### Problem description
What you give back should be exactly the opening lines of the data, ending with the line that contains "of page content" and including it.

━━━ The data ━━━

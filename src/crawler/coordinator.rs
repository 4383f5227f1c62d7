//! Crawl engine - main crawl orchestration logic
//!
//! This module contains the crawl loop that coordinates:
//! - A pool of workers claiming URLs from the scheduler
//! - Resolving content and extracting links
//! - Offering each link to the frontier through the validation policy
//! - Funneling every analytics update to a single aggregator task
//! - Time limits and cooperative cancellation

use crate::config::{Config, CrawlerConfig};
use crate::corpus::{ContentResolver, DirectoryCorpus, FetchResult};
use crate::crawler::parser::{parse_html, ParseError};
use crate::crawler::scheduler::{Offer, Scheduler, StopHandle};
use crate::frontier::{open_frontier, Frontier};
use crate::policy::UrlValidator;
use crate::state::{CrawlEvent, CrawlState};
use crate::{Result, SnareError};
use std::collections::HashMap;
use std::sync::Arc;
use std::time::{Duration, Instant};
use tokio::sync::mpsc;

/// Pages between two progress log lines
const PROGRESS_INTERVAL: u64 = 100;

/// Drives a crawl from a seeded frontier to a final [`CrawlState`]
pub struct CrawlEngine {
    scheduler: Arc<Scheduler>,
    resolver: Arc<dyn ContentResolver>,
    workers: usize,
    time_limit: Option<Duration>,
}

impl CrawlEngine {
    /// Creates an engine over an already seeded frontier
    ///
    /// # Arguments
    ///
    /// * `settings` - Worker count and crawl budgets
    /// * `resolver` - Source of page content
    /// * `frontier` - URLs to crawl; accepted links are pushed back here
    /// * `validator` - Link policy, owned by the engine for the whole crawl
    pub fn new(
        settings: &CrawlerConfig,
        resolver: Arc<dyn ContentResolver>,
        frontier: Box<dyn Frontier>,
        validator: UrlValidator,
    ) -> Self {
        Self {
            scheduler: Arc::new(Scheduler::new(frontier, validator, settings.max_pages)),
            resolver,
            workers: settings.workers.max(1) as usize,
            time_limit: settings.time_limit_secs.map(Duration::from_secs),
        }
    }

    /// Builds an engine from a validated configuration
    ///
    /// Opens the on-disk corpus and the configured frontier. With `fresh`, a
    /// persistent frontier is cleared before seeding.
    pub fn from_config(config: &Config, fresh: bool) -> Result<Self> {
        let corpus = DirectoryCorpus::open(&config.corpus.path, &config.corpus.index_file)?;
        let frontier = open_frontier(&config.frontier, fresh)?;
        let validator = UrlValidator::new(&config.policy);

        Ok(Self::new(&config.crawler, Arc::new(corpus), frontier, validator))
    }

    /// Handle for stopping the crawl from outside, e.g. on Ctrl-C
    pub fn stop_handle(&self) -> StopHandle {
        self.scheduler.stop_handle()
    }

    /// Runs the crawl to completion
    ///
    /// Returns once the frontier is exhausted, the page budget or time limit
    /// is reached, or a stop was requested. URLs already claimed are always
    /// finished first. A frontier failure aborts the crawl.
    pub async fn run(&self) -> Result<CrawlState> {
        tracing::info!("Starting crawl with {} worker(s)", self.workers);
        let start_time = Instant::now();

        let (events, receiver) = mpsc::unbounded_channel();
        let aggregator = tokio::spawn(aggregate(
            receiver,
            Arc::clone(&self.scheduler),
            start_time,
        ));

        let timer = self.time_limit.map(|limit| {
            let stop = self.stop_handle();
            tokio::spawn(async move {
                tokio::time::sleep(limit).await;
                tracing::info!("Time limit of {:?} reached, stopping", limit);
                stop.stop();
            })
        });

        let mut handles = Vec::with_capacity(self.workers);
        for id in 0..self.workers {
            let worker = Worker {
                id,
                scheduler: Arc::clone(&self.scheduler),
                resolver: Arc::clone(&self.resolver),
                events: events.clone(),
            };
            handles.push(tokio::spawn(worker.run()));
        }
        drop(events);

        let mut failure = None;
        for handle in handles {
            let outcome = match handle.await {
                Ok(outcome) => outcome,
                Err(e) => Err(SnareError::Worker(e.to_string())),
            };
            if let Err(e) = outcome {
                tracing::error!("Crawl worker failed: {}", e);
                self.stop_handle().stop();
                failure.get_or_insert(e);
            }
        }

        if let Some(timer) = timer {
            timer.abort();
        }

        let state = aggregator
            .await
            .map_err(|e| SnareError::Worker(e.to_string()))?;

        if let Some(e) = failure {
            return Err(e);
        }

        tracing::info!(
            "Crawl completed: {} pages downloaded, {} traps recorded in {:?}",
            state.pages_downloaded(),
            state.total_traps(),
            start_time.elapsed()
        );

        Ok(state)
    }

    /// Returns true if the frontier has seen `url` during this or an earlier run
    pub async fn has_seen(&self, url: &str) -> Result<bool> {
        self.scheduler.has_seen(url).await
    }

    /// Number of URLs still waiting in the frontier
    pub async fn frontier_size(&self) -> Result<u64> {
        self.scheduler.frontier_size().await
    }

    /// Per-path query counter of the link policy
    pub async fn query_visits(&self, host: &str, path: &str) -> u32 {
        self.scheduler.query_visits(host, path).await
    }
}

/// Sole owner of the crawl state while the crawl runs
async fn aggregate(
    mut receiver: mpsc::UnboundedReceiver<CrawlEvent>,
    scheduler: Arc<Scheduler>,
    start_time: Instant,
) -> CrawlState {
    let mut state = CrawlState::new();
    let mut pages = 0u64;

    while let Some(event) = receiver.recv().await {
        let visited = matches!(event, CrawlEvent::Visited(_));
        state.apply(event);

        if visited {
            pages += 1;
            if pages % PROGRESS_INTERVAL == 0 {
                log_progress(&scheduler, pages, start_time).await;
            }
        }
    }

    state
}

async fn log_progress(scheduler: &Scheduler, pages: u64, start_time: Instant) {
    let rate = pages as f64 / start_time.elapsed().as_secs_f64().max(f64::EPSILON);
    match (scheduler.fetched_count().await, scheduler.frontier_size().await) {
        (Ok(fetched), Ok(queued)) => tracing::info!(
            "Progress: {} pages this run ({} fetched overall), {} in frontier, {:.2} pages/sec",
            pages,
            fetched,
            queued,
            rate
        ),
        _ => tracing::info!("Progress: {} pages, {:.2} pages/sec", pages, rate),
    }
}

struct Worker {
    id: usize,
    scheduler: Arc<Scheduler>,
    resolver: Arc<dyn ContentResolver>,
    events: mpsc::UnboundedSender<CrawlEvent>,
}

impl Worker {
    async fn run(self) -> Result<()> {
        tracing::debug!("Worker {} started", self.id);

        while let Some(claim) = self.scheduler.claim().await? {
            self.process_url(claim.url()).await?;
        }

        tracing::debug!("Worker {} finished", self.id);
        Ok(())
    }

    /// Visits one frontier URL and offers its links back to the frontier
    ///
    /// The visit is recorded before anything else, so pages without content
    /// or with unparseable content still count as downloaded.
    async fn process_url(&self, url: &str) -> Result<()> {
        let fetched = self.scheduler.fetched_count().await?;
        let queued = self.scheduler.frontier_size().await?;
        tracing::debug!("Fetching {} ({} fetched, {} queued)", url, fetched, queued);
        self.emit(CrawlEvent::Visited(url.to_string()))?;

        let page = self.resolve(url).await;
        let links = match parse_html(&page) {
            Ok(links) => links,
            Err(ParseError::NoContent(_)) => {
                tracing::debug!("No content for {}", url);
                return Ok(());
            }
            Err(e) => {
                tracing::warn!("Failed to parse {}: {}", url, e);
                return Ok(());
            }
        };

        tracing::debug!("Extracted {} links from {}", links.len(), url);

        // each candidate is resolved at most once per page
        let mut candidates: HashMap<String, FetchResult> = HashMap::new();

        for link in links {
            if self.scheduler.has_seen(&link).await? {
                continue;
            }

            let fetched = match candidates.get(&link) {
                Some(fetched) => fetched.clone(),
                None => {
                    let fetched = self.resolve(&link).await;
                    candidates.insert(link.clone(), fetched.clone());
                    fetched
                }
            };

            match self.scheduler.offer(&link, &fetched).await? {
                Offer::Seen => {}
                Offer::Queued => {
                    tracing::debug!("Queued {}", link);
                    self.emit(CrawlEvent::OutLink(url.to_string()))?;
                }
                Offer::Rejected(verdict) => {
                    tracing::debug!("Rejected {}: {:?}", link, verdict);
                    if let Some(category) = verdict.trap() {
                        self.emit(CrawlEvent::Trap(category, link))?;
                    }
                }
            }
        }

        Ok(())
    }

    /// Resolves content off the async runtime, since corpora may block on disk
    async fn resolve(&self, url: &str) -> FetchResult {
        let resolver = Arc::clone(&self.resolver);
        let owned = url.to_string();

        match tokio::task::spawn_blocking(move || resolver.resolve(&owned)).await {
            Ok(fetched) => fetched,
            Err(e) => {
                tracing::warn!("Content resolution for {} failed: {}", url, e);
                FetchResult::absent(url)
            }
        }
    }

    fn emit(&self, event: CrawlEvent) -> Result<()> {
        self.events
            .send(event)
            .map_err(|_| SnareError::Worker("analytics aggregator stopped".to_string()))
    }
}

/// Runs a complete crawl from a configuration
///
/// Opens the corpus and frontier, crawls, and returns the final state. The
/// report is not written; see [`crate::output::write_report`].
///
/// # Example
///
/// ```no_run
/// use snare_crawler::config::load_config;
/// use snare_crawler::crawler::run_crawl;
/// use std::path::Path;
///
/// # async fn example() -> Result<(), Box<dyn std::error::Error>> {
/// let config = load_config(Path::new("config.toml"))?;
/// let state = run_crawl(&config, false).await?;
/// println!("{} pages downloaded", state.pages_downloaded());
/// # Ok(())
/// # }
/// ```
pub async fn run_crawl(config: &Config, fresh: bool) -> Result<CrawlState> {
    let engine = CrawlEngine::from_config(config, fresh)?;
    engine.run().await
}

━━━

### Completed exercise
filename src/crawler/coordinator.rs
repository 4383f5227f1c62d7
//! Crawl engine - main crawl orchestration logic
//!
//! This module contains the crawl loop that coordinates:
//! - A pool of workers claiming URLs from the scheduler
//! - Resolving content and extracting links
//! - Offering each link to the frontier through the validation policy
//! - Funneling every analytics update to a single aggregator task
//! - Time limits and cooperative cancellation

use crate::config::{Config, CrawlerConfig};
use crate::corpus::{ContentResolver, DirectoryCorpus, FetchResult};
use crate::crawler::parser::{parse_html, ParseError};
use crate::crawler::scheduler::{Offer, Scheduler, StopHandle};
use crate::frontier::{open_frontier, Frontier};
use crate::policy::UrlValidator;
use crate::state::{CrawlEvent, CrawlState};
use crate::{Result, SnareError};
use std::collections::HashMap;
use std::sync::Arc;
use std::time::{Duration, Instant};
use tokio::sync::mpsc;

/// Pages between two progress log lines
const PROGRESS_INTERVAL: u64 = 100;

/// Drives a crawl from a seeded frontier to a final [`CrawlState`]
pub struct CrawlEngine {
    scheduler: Arc<Scheduler>,
    resolver: Arc<dyn ContentResolver>,
    workers: usize,
    time_limit: Option<Duration>,
}

impl CrawlEngine {
    /// Creates an engine over an already seeded frontier
    ///
    /// # Arguments
    ///
    /// * `settings` - Worker count and crawl budgets
    /// * `resolver` - Source of page content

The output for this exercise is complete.